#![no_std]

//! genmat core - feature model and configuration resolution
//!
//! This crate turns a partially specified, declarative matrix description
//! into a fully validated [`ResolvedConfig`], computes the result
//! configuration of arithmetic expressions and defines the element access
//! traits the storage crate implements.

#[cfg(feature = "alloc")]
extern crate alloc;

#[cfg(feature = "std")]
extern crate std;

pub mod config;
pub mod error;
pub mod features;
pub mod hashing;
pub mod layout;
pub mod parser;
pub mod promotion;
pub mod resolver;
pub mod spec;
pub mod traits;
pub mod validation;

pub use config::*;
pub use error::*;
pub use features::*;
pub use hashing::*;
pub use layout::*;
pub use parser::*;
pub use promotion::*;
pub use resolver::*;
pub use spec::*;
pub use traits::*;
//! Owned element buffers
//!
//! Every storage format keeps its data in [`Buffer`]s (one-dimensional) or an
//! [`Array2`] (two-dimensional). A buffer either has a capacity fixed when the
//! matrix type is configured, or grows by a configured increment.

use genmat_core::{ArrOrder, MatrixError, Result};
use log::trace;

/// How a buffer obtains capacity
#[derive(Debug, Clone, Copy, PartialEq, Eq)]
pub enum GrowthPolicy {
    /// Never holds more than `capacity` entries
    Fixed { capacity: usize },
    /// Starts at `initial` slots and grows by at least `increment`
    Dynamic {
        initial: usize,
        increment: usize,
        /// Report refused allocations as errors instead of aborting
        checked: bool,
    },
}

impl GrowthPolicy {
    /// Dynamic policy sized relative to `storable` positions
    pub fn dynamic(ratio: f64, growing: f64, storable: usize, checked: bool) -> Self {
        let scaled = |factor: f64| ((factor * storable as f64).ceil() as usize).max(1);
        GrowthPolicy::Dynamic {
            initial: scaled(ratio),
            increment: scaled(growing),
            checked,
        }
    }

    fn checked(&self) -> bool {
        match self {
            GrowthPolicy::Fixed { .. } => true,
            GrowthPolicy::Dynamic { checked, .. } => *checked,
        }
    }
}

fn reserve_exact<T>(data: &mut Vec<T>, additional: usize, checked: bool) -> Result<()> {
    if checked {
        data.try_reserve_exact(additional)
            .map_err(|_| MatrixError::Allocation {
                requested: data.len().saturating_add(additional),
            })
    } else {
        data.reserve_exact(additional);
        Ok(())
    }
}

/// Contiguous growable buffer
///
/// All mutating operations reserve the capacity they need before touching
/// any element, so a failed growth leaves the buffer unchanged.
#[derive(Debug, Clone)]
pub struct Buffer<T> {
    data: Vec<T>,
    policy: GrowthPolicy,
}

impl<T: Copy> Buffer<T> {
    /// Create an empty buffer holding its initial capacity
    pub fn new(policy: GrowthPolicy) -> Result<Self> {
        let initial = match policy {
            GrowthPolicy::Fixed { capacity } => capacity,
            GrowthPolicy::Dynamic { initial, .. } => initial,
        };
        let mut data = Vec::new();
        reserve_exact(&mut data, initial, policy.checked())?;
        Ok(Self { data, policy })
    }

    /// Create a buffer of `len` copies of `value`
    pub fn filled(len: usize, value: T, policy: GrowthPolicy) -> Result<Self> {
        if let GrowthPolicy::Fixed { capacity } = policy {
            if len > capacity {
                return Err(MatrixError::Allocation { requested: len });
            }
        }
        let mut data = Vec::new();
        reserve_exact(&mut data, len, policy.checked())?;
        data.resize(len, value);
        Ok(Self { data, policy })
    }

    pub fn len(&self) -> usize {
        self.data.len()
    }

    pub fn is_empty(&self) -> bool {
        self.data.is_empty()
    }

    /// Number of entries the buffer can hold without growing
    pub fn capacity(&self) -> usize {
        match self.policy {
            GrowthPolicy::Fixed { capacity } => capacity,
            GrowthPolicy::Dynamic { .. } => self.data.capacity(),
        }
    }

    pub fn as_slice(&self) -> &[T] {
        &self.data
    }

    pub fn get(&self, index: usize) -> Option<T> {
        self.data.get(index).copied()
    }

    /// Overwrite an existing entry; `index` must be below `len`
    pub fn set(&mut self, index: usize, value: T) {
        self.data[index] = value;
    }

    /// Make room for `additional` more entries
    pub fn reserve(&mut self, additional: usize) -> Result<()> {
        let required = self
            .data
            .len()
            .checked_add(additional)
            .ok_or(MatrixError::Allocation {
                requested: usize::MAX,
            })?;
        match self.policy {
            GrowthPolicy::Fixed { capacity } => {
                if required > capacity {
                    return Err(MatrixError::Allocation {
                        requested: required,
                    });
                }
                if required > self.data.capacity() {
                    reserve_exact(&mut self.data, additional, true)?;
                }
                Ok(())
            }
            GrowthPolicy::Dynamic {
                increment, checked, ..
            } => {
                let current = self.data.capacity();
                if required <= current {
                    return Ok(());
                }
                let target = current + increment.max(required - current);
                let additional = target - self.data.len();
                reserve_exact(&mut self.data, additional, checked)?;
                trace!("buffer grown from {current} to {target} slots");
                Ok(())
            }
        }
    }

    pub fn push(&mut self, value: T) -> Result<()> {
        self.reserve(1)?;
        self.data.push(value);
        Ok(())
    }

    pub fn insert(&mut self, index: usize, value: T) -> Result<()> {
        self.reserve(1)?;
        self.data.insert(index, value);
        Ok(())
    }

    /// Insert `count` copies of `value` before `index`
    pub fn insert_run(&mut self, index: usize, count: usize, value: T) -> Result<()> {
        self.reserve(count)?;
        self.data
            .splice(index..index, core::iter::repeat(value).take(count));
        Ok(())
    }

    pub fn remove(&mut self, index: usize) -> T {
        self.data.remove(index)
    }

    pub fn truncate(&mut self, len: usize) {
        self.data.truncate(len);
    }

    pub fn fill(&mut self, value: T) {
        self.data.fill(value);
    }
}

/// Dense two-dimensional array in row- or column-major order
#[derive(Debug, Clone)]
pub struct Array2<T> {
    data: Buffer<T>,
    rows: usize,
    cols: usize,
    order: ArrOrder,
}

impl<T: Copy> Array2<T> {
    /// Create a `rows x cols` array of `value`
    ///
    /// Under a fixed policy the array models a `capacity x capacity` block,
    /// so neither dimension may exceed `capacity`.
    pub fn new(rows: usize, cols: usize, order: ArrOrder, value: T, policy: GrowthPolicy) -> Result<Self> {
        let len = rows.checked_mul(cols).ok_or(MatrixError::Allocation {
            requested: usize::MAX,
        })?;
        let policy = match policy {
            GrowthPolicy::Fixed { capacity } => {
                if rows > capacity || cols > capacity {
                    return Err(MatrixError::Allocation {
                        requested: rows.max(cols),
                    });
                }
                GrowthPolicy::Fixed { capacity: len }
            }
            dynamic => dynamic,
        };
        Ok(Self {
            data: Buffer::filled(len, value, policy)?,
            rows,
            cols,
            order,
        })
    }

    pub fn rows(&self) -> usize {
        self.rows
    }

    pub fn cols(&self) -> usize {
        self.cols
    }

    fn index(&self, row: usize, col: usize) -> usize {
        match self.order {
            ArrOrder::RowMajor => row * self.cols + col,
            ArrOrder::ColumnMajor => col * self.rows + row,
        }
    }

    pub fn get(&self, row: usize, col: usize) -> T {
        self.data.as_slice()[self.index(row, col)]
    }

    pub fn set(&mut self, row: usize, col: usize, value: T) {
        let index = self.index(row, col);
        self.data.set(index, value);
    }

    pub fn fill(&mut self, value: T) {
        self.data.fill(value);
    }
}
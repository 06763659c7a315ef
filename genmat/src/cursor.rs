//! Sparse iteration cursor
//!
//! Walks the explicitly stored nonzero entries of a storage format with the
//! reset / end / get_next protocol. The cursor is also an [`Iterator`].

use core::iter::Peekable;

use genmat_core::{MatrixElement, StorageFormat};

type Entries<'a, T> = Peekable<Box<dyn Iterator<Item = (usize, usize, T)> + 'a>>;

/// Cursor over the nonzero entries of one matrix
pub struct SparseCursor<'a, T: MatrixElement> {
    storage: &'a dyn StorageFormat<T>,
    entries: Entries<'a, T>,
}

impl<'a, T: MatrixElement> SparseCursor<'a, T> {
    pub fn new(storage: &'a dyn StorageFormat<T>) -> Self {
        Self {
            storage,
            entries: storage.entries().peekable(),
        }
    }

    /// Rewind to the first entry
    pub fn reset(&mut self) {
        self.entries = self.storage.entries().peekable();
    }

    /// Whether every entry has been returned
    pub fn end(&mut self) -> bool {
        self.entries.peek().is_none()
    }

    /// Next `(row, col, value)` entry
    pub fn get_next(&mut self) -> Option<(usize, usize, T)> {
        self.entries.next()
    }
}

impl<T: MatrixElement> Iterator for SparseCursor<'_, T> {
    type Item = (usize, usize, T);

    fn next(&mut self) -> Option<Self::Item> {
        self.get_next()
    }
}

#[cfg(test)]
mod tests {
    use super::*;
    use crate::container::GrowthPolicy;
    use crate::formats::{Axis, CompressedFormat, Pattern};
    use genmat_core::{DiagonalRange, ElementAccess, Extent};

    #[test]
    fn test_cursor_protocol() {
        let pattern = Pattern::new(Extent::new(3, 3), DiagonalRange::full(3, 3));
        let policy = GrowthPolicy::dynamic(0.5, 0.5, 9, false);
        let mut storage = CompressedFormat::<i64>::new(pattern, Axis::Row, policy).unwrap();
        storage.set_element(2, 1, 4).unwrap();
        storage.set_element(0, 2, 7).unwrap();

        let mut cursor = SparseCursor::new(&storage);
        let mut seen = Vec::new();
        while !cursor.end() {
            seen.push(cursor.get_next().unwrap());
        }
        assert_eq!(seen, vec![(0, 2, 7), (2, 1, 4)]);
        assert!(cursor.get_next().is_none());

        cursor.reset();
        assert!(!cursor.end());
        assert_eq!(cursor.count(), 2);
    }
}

---

**Problem statement:** Retype exactly the lines from the first line of the records above through the line containing "bool) -> Self", both included, and nothing else.

**Exercise response:**
#![no_std]

//! genmat core - feature model and configuration resolution
//!
//! This crate turns a partially specified, declarative matrix description
//! into a fully validated [`ResolvedConfig`], computes the result
//! configuration of arithmetic expressions and defines the element access
//! traits the storage crate implements.

#[cfg(feature = "alloc")]
extern crate alloc;

#[cfg(feature = "std")]
extern crate std;

pub mod config;
pub mod error;
pub mod features;
pub mod hashing;
pub mod layout;
pub mod parser;
pub mod promotion;
pub mod resolver;
pub mod spec;
pub mod traits;
pub mod validation;

pub use config::*;
pub use error::*;
pub use features::*;
pub use hashing::*;
pub use layout::*;
pub use parser::*;
pub use promotion::*;
pub use resolver::*;
pub use spec::*;
pub use traits::*;
//! Owned element buffers
//!
//! Every storage format keeps its data in [`Buffer`]s (one-dimensional) or an
//! [`Array2`] (two-dimensional). A buffer either has a capacity fixed when the
//! matrix type is configured, or grows by a configured increment.

use genmat_core::{ArrOrder, MatrixError, Result};
use log::trace;

/// How a buffer obtains capacity
#[derive(Debug, Clone, Copy, PartialEq, Eq)]
pub enum GrowthPolicy {
    /// Never holds more than `capacity` entries
    Fixed { capacity: usize },
    /// Starts at `initial` slots and grows by at least `increment`
    Dynamic {
        initial: usize,
        increment: usize,
        /// Report refused allocations as errors instead of aborting
        checked: bool,
    },
}

impl GrowthPolicy {
    /// Dynamic policy sized relative to `storable` positions
    pub fn dynamic(ratio: f64, growing: f64, storable: usize, checked: bool) -> Self {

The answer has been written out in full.